Direct naar artikelinhoud

Hoe gezond zijn vleesvervangers?

Over de invloed van voeding op onze gezondheid. Deze week: Hoe gezond zijn vleesvervangers?

Lekker hoor. Maar is het gezond?Beeld Eline van Strien

Wat staat er bij u op tafel tijdens het kerstdiner? Wordt het gepofte knolselderij en knoflook met noten-saliesaus? Spelt-notenburgers op een bedje van rucola? Of toch een zelfgemaakte bietenkikkererwtenschnitzel?

Het zou zomaar kunnen, want inmiddels noemt 55 procent van de Nederlanders zich flexitariër. Meer dan de helft zegt dus minstens drie dagen per week vlees te laten staan. Dikke kans dat de traditionele gevulde kalkoen of de hazenpeper plaatsmaakt voor een vegaschijf of feta-spinazieflapje. Die zijn ook nog eens snel klaar. Wie geen kerststress wil, grijpt dus naar de vleesvervanger.

Hoewel, vleesvervanger: dat woord is misleidend. Zegt tenminste de Consumentenbond, die onlangs rapporteerde dat bijna alle vleesvervangers in grote supermarkten voedingsstoffen missen of tekort komen. De kaasschnitzels bevatten bijvoorbeeld geen ijzer en in de groenteburgers is nauwelijks eiwit te vinden. Vitamine B12 zit in alle producten heel weinig. Dragen kant-en-klare vegetarische producten wel bij aan een gezond voedingspatroon?

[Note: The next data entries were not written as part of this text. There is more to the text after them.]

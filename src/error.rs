//! Error types for record queries and configuration.
//!
//! Store failures are opaque to callers: they are shown on the view that
//! issued the query and never retried automatically. Filter input that does
//! not parse is not an error at all; the predicate builder drops it.

use std::path::PathBuf;
use thiserror::Error;

/// Failure reported by a `RecordStore`.
#[derive(Debug, Error)]
pub enum StoreError {
    #[error("Record query failed: {0}")]
    QueryFailed(String),

    #[error("Unexpected record shape: {0}")]
    Decode(String),

    #[error("Record store unavailable: {0}")]
    Unavailable(String),

    #[error("Home directory not found")]
    HomeDirNotFound,

    #[error("Schema migration failed: {0}")]
    Migration(String),
}

impl StoreError {
    /// Short message for the view model's `error` slot.
    pub fn user_message(&self) -> String {
        match self {
            StoreError::QueryFailed(_) | StoreError::Decode(_) => {
                "Could not load records. Try again.".to_string()
            }
            StoreError::Unavailable(_) | StoreError::HomeDirNotFound => {
                "The record store is unavailable.".to_string()
            }
            StoreError::Migration(_) => "The record store needs repair.".to_string(),
        }
    }
}

impl From<rusqlite::Error> for StoreError {
    fn from(err: rusqlite::Error) -> Self {
        StoreError::QueryFailed(err.to_string())
    }
}

impl From<serde_json::Error> for StoreError {
    fn from(err: serde_json::Error) -> Self {
        StoreError::Decode(err.to_string())
    }
}

/// Errors loading ~/.callboard/config.json
#[derive(Debug, Error)]
pub enum ConfigError {
    #[error("Home directory not found")]
    HomeDirNotFound,

    #[error("Failed to read config {path}: {source}")]
    Read {
        path: PathBuf,
        source: std::io::Error,
    },

    #[error("Failed to parse config: {0}")]
    Parse(#[from] serde_json::Error),

    #[error("Unknown timezone: {0}")]
    InvalidTimezone(String),
}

Tiny van Boekel, hoogleraar voedseltechnologie aan Wageningen University & Research, erkent dat vleesvervangers in de supermarkten vaak weinig of soms zelfs geen ijzer en B-vitaminen bevatten. Bovendien worden die stoffen in plantaardige producten nu eenmaal minder goed door het lichaam opgenomen dan wanneer ze in vlees zitten. 'Er is nog een ander probleem', zegt hij, 'en dat is dat vleesvervangers van zichzelf weinig smaak hebben.' Dat lost de industrie op door er zout, véél zout, aan toe te voegen. Gemiddeld bevat een vleesvervanger 2 gram zout per 100 gram. Na het verorberen van één onschuldig ogend broccoliburgertje heb je een derde van de maximale dagelijkse hoeveelheid zout binnen.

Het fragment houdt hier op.